Estratégias Escolares

Estratégias Escolares

Assim como as famílias orquestram estratégias quanto a educação e escolarização de seus filhos, observamos que, para as instituições escolares, o desenvolvimento de estratégias escolares que visem atrair e selecionar sua clientela é de fundamental importância, uma vez que esse grupo tem se colocado como organização que comercializa o seu produto, no caso, o “conhecimento”. É nessa mobilização das estratégias por parte do “mercado escolar” na contemporaneidade que podemos observar um entrecruzamento com as estratégias familiares.
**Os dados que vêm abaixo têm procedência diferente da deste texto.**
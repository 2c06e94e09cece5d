//! Oauth2 Error-Code Taxonomy
//!
//! Wire-level error vocabulary shared by the native auth endpoints, plus the
//! classification of `(code, suberror)` pairs into abstract outcome tags.
//! Per-flow adapters translating tags into public error kinds live in
//! [`super::public`].

use serde::Deserialize;
use uuid::Uuid;

use crate::types::responses::{AttributeRef, RequiredAttribute};

/// Oauth2 error code returned by the native auth endpoints.
///
/// This is the union of the server literals used across the signup, signin,
/// token and resetpassword families. Unknown literals deserialize to
/// [`Oauth2ErrorCode::Unknown`] rather than failing the decode.
#[derive(Clone, Copy, Debug, PartialEq, Eq, Deserialize)]
#[serde(rename_all = "snake_case")]
pub enum Oauth2ErrorCode {
    InvalidRequest,
    InvalidClient,
    UnauthorizedClient,
    InvalidGrant,
    ExpiredToken,
    UnsupportedChallengeType,
    UserAlreadyExists,
    UserNotFound,
    InvalidOobValue,
    PasswordTooWeak,
    PasswordTooShort,
    PasswordTooLong,
    PasswordRecentlyUsed,
    PasswordBanned,
    AttributesRequired,
    InvalidAttributes,
    AttributeValidationFailed,
    CredentialRequired,
    VerificationRequired,
    AuthNotSupported,
    MfaRequired,
    #[serde(other)]
    Unknown,
}

/// Sub-error code refining an [`Oauth2ErrorCode`] (typically `invalid_grant`).
#[derive(Clone, Copy, Debug, PartialEq, Eq, Deserialize)]
#[serde(rename_all = "snake_case")]
pub enum SubErrorCode {
    InvalidOobValue,
    PasswordTooWeak,
    PasswordTooShort,
    PasswordTooLong,
    PasswordInvalid,
    PasswordRecentlyUsed,
    PasswordBanned,
    AttributeValidationFailed,
    MfaRequired,
    #[serde(other)]
    Unknown,
}

impl SubErrorCode {
    /// Whether this suberror denotes a password-strength/policy failure.
    pub fn is_password_error(&self) -> bool {
        matches!(
            self,
            Self::PasswordTooWeak
                | Self::PasswordTooShort
                | Self::PasswordTooLong
                | Self::PasswordInvalid
                | Self::PasswordRecentlyUsed
                | Self::PasswordBanned
        )
    }
}

/// Abstract outcome tag a `(code, suberror)` pair classifies into.
///
/// One shared vocabulary for all endpoints; each flow adapts tags into its own
/// public error-kind enum.
#[derive(Clone, Copy, Debug, PartialEq, Eq)]
pub enum ErrorTag {
    BrowserRequired,
    UserAlreadyExists,
    UserNotFound,
    InvalidCredentials,
    InvalidCode,
    InvalidPassword,
    InvalidAttributes,
    ExpiredToken,
    MfaRequired,
    General,
}

/// Classify a `(code, suberror)` pair into an [`ErrorTag`].
///
/// Total over both enums: unknown or unmapped codes fall back to
/// [`ErrorTag::General`]. When a suberror refines the meaning (e.g.
/// `invalid_grant` + `invalid_oob_value`), the suberror wins.
pub fn classify(code: Oauth2ErrorCode, suberror: Option<SubErrorCode>) -> ErrorTag {
    // Suberror precedence.
    if let Some(sub) = suberror {
        if sub.is_password_error() {
            return ErrorTag::InvalidPassword;
        }
        match sub {
            SubErrorCode::InvalidOobValue => return ErrorTag::InvalidCode,
            SubErrorCode::AttributeValidationFailed => return ErrorTag::InvalidAttributes,
            SubErrorCode::MfaRequired => return ErrorTag::MfaRequired,
            _ => {}
        }
    }

    match code {
        Oauth2ErrorCode::UnsupportedChallengeType => ErrorTag::BrowserRequired,
        Oauth2ErrorCode::UserAlreadyExists => ErrorTag::UserAlreadyExists,
        Oauth2ErrorCode::UserNotFound => ErrorTag::UserNotFound,
        Oauth2ErrorCode::InvalidGrant => ErrorTag::InvalidCredentials,
        Oauth2ErrorCode::InvalidOobValue => ErrorTag::InvalidCode,
        Oauth2ErrorCode::PasswordTooWeak
        | Oauth2ErrorCode::PasswordTooShort
        | Oauth2ErrorCode::PasswordTooLong
        | Oauth2ErrorCode::PasswordRecentlyUsed
        | Oauth2ErrorCode::PasswordBanned => ErrorTag::InvalidPassword,
        Oauth2ErrorCode::AttributesRequired
        | Oauth2ErrorCode::InvalidAttributes
        | Oauth2ErrorCode::AttributeValidationFailed => ErrorTag::InvalidAttributes,
        Oauth2ErrorCode::ExpiredToken => ErrorTag::ExpiredToken,
        Oauth2ErrorCode::MfaRequired => ErrorTag::MfaRequired,
        Oauth2ErrorCode::InvalidRequest
        | Oauth2ErrorCode::InvalidClient
        | Oauth2ErrorCode::UnauthorizedClient
        | Oauth2ErrorCode::CredentialRequired
        | Oauth2ErrorCode::VerificationRequired
        | Oauth2ErrorCode::AuthNotSupported
        | Oauth2ErrorCode::Unknown => ErrorTag::General,
    }
}

/// Deserialized error body returned by a native auth endpoint.
#[derive(Clone, Debug, Deserialize)]
pub struct ApiErrorResponse {
    /// Oauth2 error code.
    pub error: Oauth2ErrorCode,
    /// Sub-error refining the code.
    #[serde(default)]
    pub suberror: Option<SubErrorCode>,
    /// Human-readable description.
    #[serde(default)]
    pub error_description: Option<String>,
    /// Numeric service error codes.
    #[serde(default)]
    pub error_codes: Option<Vec<i64>>,
    /// Documentation URI for the error.
    #[serde(default)]
    pub error_uri: Option<String>,
    /// Continuation token, attached to "required next step" errors.
    #[serde(default)]
    pub continuation_token: Option<String>,
    /// Attributes the flow still needs (attributes_required).
    #[serde(default)]
    pub required_attributes: Option<Vec<RequiredAttribute>>,
    /// Attributes that failed validation (attribute_validation_failed).
    #[serde(default)]
    pub invalid_attributes: Option<Vec<AttributeRef>>,
    /// Attributes pending verification.
    #[serde(default)]
    pub unverified_attributes: Option<Vec<AttributeRef>>,
    /// Correlation id echoed by the service.
    #[serde(default)]
    pub correlation_id: Option<Uuid>,
}

impl ApiErrorResponse {
    /// Classify this error into an abstract tag.
    pub fn tag(&self) -> ErrorTag {
        classify(self.error, self.suberror)
    }

    /// Names of the attributes that failed validation.
    pub fn invalid_attribute_names(&self) -> Vec<String> {
        self.invalid_attributes
            .as_deref()
            .unwrap_or_default()
            .iter()
            .map(|a| a.name.clone())
            .collect()
    }
}

#[cfg(test)]
mod tests {
    use super::*;
    use test_case::test_case;

    #[test_case(Oauth2ErrorCode::UnsupportedChallengeType, None, ErrorTag::BrowserRequired)]
    #[test_case(Oauth2ErrorCode::UserAlreadyExists, None, ErrorTag::UserAlreadyExists)]
    #[test_case(Oauth2ErrorCode::UserNotFound, None, ErrorTag::UserNotFound)]
    #[test_case(Oauth2ErrorCode::InvalidGrant, None, ErrorTag::InvalidCredentials)]
    #[test_case(Oauth2ErrorCode::ExpiredToken, None, ErrorTag::ExpiredToken)]
    #[test_case(Oauth2ErrorCode::PasswordTooWeak, None, ErrorTag::InvalidPassword)]
    #[test_case(Oauth2ErrorCode::AttributesRequired, None, ErrorTag::InvalidAttributes)]
    #[test_case(Oauth2ErrorCode::InvalidRequest, None, ErrorTag::General)]
    #[test_case(Oauth2ErrorCode::Unknown, None, ErrorTag::General)]
    fn test_classify_bare_codes(code: Oauth2ErrorCode, sub: Option<SubErrorCode>, want: ErrorTag) {
        assert_eq!(classify(code, sub), want);
    }

    #[test_case(SubErrorCode::InvalidOobValue, ErrorTag::InvalidCode)]
    #[test_case(SubErrorCode::PasswordTooWeak, ErrorTag::InvalidPassword)]
    #[test_case(SubErrorCode::PasswordTooShort, ErrorTag::InvalidPassword)]
    #[test_case(SubErrorCode::PasswordTooLong, ErrorTag::InvalidPassword)]
    #[test_case(SubErrorCode::PasswordInvalid, ErrorTag::InvalidPassword)]
    #[test_case(SubErrorCode::PasswordRecentlyUsed, ErrorTag::InvalidPassword)]
    #[test_case(SubErrorCode::PasswordBanned, ErrorTag::InvalidPassword)]
    #[test_case(SubErrorCode::AttributeValidationFailed, ErrorTag::InvalidAttributes)]
    fn test_suberror_takes_precedence(sub: SubErrorCode, want: ErrorTag) {
        // invalid_grant alone would classify as InvalidCredentials.
        assert_eq!(classify(Oauth2ErrorCode::InvalidGrant, Some(sub)), want);
    }

    #[test]
    fn test_unknown_suberror_falls_back_to_code() {
        assert_eq!(
            classify(Oauth2ErrorCode::InvalidGrant, Some(SubErrorCode::Unknown)),
            ErrorTag::InvalidCredentials
        );
    }

    #[test]
    fn test_unknown_code_deserializes() {
        let body = r#"{"error":"some_future_code","error_description":"?"}"#;
        let parsed: ApiErrorResponse = serde_json::from_str(body).unwrap();
        assert_eq!(parsed.error, Oauth2ErrorCode::Unknown);
        assert_eq!(parsed.tag(), ErrorTag::General);
    }

    #[test]
    fn test_error_body_with_attributes() {
        let body = r#"{
            "error": "invalid_grant",
            "suberror": "attribute_validation_failed",
            "error_description": "Attribute validation failed",
            "error_codes": [90100],
            "invalid_attributes": [{"name": "last_name"}],
            "continuation_token": "ct-1"
        }"#;
        let parsed: ApiErrorResponse = serde_json::from_str(body).unwrap();
        assert_eq!(parsed.tag(), ErrorTag::InvalidAttributes);
        assert_eq!(parsed.invalid_attribute_names(), vec!["last_name"]);
        assert_eq!(parsed.continuation_token.as_deref(), Some("ct-1"));
    }
}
Portanto, posso compreender que, para esses “empresários do conhecimento”, que estão a serviço dos grupos mais privilegiados da sociedade, por possuírem um acúmulo maior de capital econômico, cultural e social, é fundamental que suas “empresas” sejam capazes de desenvolver em seu cliente em potencial – o aluno – uma disciplina de estudo, autonomia e espírito crítico. Sem contar o preparo para o enfrentamento de situações que lhe exigirão autoconfiança e controle emocional, como concursos, vestibulares, Exame Nacional Ensino Médio (Enem), etc.

Assim sendo, o “mercado educacional” tem sido favorecido pelo fenômeno da alta seletividade no campo do trabalho, em que, geralmente, a oferta é menor que a procura. Dessa forma, os “[…] proprietários das escolas particulares têm um forte incentivo para satisfazer os pais e estudantes […], tornando, assim as escolas sensíveis às suas demandas.” (BALL, 1995, p. 199).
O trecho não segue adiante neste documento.